> _WHAT THE TASK REQUIRES_
A word-for-word copy of the records below is required.

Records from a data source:
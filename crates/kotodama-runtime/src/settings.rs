//! Render settings and the optional config file
//!
//! Everything the frame loop needs to know about how to render is carried
//! in an explicit `RenderSettings` value passed in each tick — stereo and
//! fullscreen state never live in globals.

use kotodama_core::{KotodamaError, Result};
use serde::{Deserialize, Serialize};
use std::path::Path;

/// Per-frame render switches, owned by the app and passed into the
/// compositor every tick.
#[derive(Debug, Clone, Copy, PartialEq)]
pub struct RenderSettings {
    /// Dual half-viewport stereoscopic output
    pub stereo: bool,
    /// Effective pixel density (device density after the tier cap)
    pub pixel_density: f32,
}

impl Default for RenderSettings {
    fn default() -> Self {
        Self {
            stereo: false,
            pixel_density: 1.0,
        }
    }
}

/// Optional `kotodama.toml` tuning. Missing file or missing keys fall back
/// to defaults; a malformed file is a Config error.
#[derive(Debug, Clone, Serialize, Deserialize, PartialEq)]
#[serde(default)]
pub struct AppConfig {
    /// Window title
    pub title: String,
    /// Initial window size (logical pixels)
    pub width: u32,
    pub height: u32,
    /// Start in stereo mode
    pub stereo: bool,
    /// Seed for the field RNG; 0 derives one from the clock
    pub seed: u32,
    /// Path to the TTF glyph source
    pub font: String,
}

impl Default for AppConfig {
    fn default() -> Self {
        Self {
            title: "kotodama".to_string(),
            width: 1280,
            height: 720,
            stereo: false,
            seed: 0,
            font: "assets/fonts/MPLUS1-Thin.ttf".to_string(),
        }
    }
}

impl AppConfig {
    pub fn load(path: &Path) -> Result<Self> {
        if !path.exists() {
            return Ok(Self::default());
        }
        let text = std::fs::read_to_string(path)?;
        toml::from_str(&text).map_err(|e| KotodamaError::Config(e.to_string()))
    }
}

#[cfg(test)]
mod tests {
    use super::*;

    #[test]
    fn default_config_is_sane() {
        let config = AppConfig::default();
        assert!(config.width > 0 && config.height > 0);
        assert!(!config.stereo);
        assert!(!config.font.is_empty());
    }

    #[test]
    fn partial_toml_fills_defaults() {
        let config: AppConfig = toml::from_str("stereo = true\nseed = 7").unwrap();
        assert!(config.stereo);
        assert_eq!(config.seed, 7);
        assert_eq!(config.width, AppConfig::default().width);
    }

    #[test]
    fn config_round_trips_through_toml() {
        let config = AppConfig {
            title: "test".into(),
            width: 640,
            height: 480,
            stereo: true,
            seed: 99,
            font: "x.ttf".into(),
        };
        let text = toml::to_string(&config).unwrap();
        let back: AppConfig = toml::from_str(&text).unwrap();
        assert_eq!(config, back);
    }

    #[test]
    fn missing_file_yields_defaults() {
        let config = AppConfig::load(Path::new("definitely/not/here.toml")).unwrap();
        assert_eq!(config, AppConfig::default());
    }
}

> _ANSWER SECTION_
filename crates/kotodama-runtime/src/settings.rs
//! Render settings and the optional config file
//!
//! Everything the frame loop needs to know about how to render is carried
//! in an explicit `RenderSettings` value passed in each tick — stereo and
//! fullscreen state never live in globals.

use kotodama_core::{KotodamaError, Result};
use serde::{Deserialize, Serialize};
use std::path::Path;

/// Per-frame render switches, owned by the app and passed into the
/// compositor every tick.
#[derive(Debug, Clone, Copy, PartialEq)]
pub struct RenderSettings {
    /// Dual half-viewport stereoscopic output
    pub stereo: bool,
    /// Effective pixel density (device density after the tier cap)
    pub pixel_density: f32,
}

impl Default for RenderSettings {
    fn default() -> Self {
        Self {
            stereo: false,
            pixel_density: 1.0,
        }
    }
}

/// Optional `kotodama.toml` tuning. Missing file or missing keys fall back
/// to defaults; a malformed file is a Config error.
#[derive(Debug, Clone, Serialize, Deserialize, PartialEq)]
#[serde(default)]
pub struct AppConfig {
    /// Window title
    pub title: String,
    /// Initial window size (logical pixels)
    pub width: u32,
    pub height: u32,
    /// Start in stereo mode
    pub stereo: bool,
    /// Seed for the field RNG; 0 derives one from the clock
    pub seed: u32,
    /// Path to the TTF glyph source
    pub font: String,
}

impl Default for AppConfig {
    fn default() -> Self {
        Self {
            title: "kotodama".to_string(),
            width: 1280,
            height: 720,
            stereo: false,
            seed: 0,
            font: "assets/fonts/MPLUS1-Thin.ttf".to_string(),
        }
    }
}

impl AppConfig {
    pub fn load(path: &Path) -> Result<Self> {
        if !path.exists() {
            return Ok(Self::default());
        }
        let text = std::fs::read_to_string(path)?;
        toml::from_str(&text).map_err(|e| KotodamaError::Config(e.to_string()))
    }
}

#[cfg(test)]
mod tests {
    use super::*;

    #[test]
    fn default_config_is_sane() {
        let config = AppConfig::default();
        assert!(config.width > 0 && config.height > 0);
        assert!(!config.stereo);
        assert!(!config.font.is_empty());
    }

    #[test]
    fn partial_toml_fills_defaults() {
        let config: AppConfig = toml::from_str("stereo = true\nseed = 7").unwrap();
        assert!(config.stereo);
        assert_eq!(config.seed, 7);
        assert_eq!(config.width, AppConfig::default().width);
    }

    #[test]
    fn config_round_trips_through_toml() {
        let config = AppConfig {
            title: "test".into(),
            width: 640,
            height: 480,
            stereo: true,
            seed: 99,
            font: "x.ttf".into(),
        };
        let text = toml::to_string(&config).unwrap();
        let back: AppConfig = toml::from_str(&text).unwrap();
        assert_eq!(config, back);
    }

    #[test]
    fn missing_file_yields_defaults() {
        let config = AppConfig::load(Path::new("definitely/not/here.toml")).unwrap();
        assert_eq!(config, AppConfig::default());
    }
}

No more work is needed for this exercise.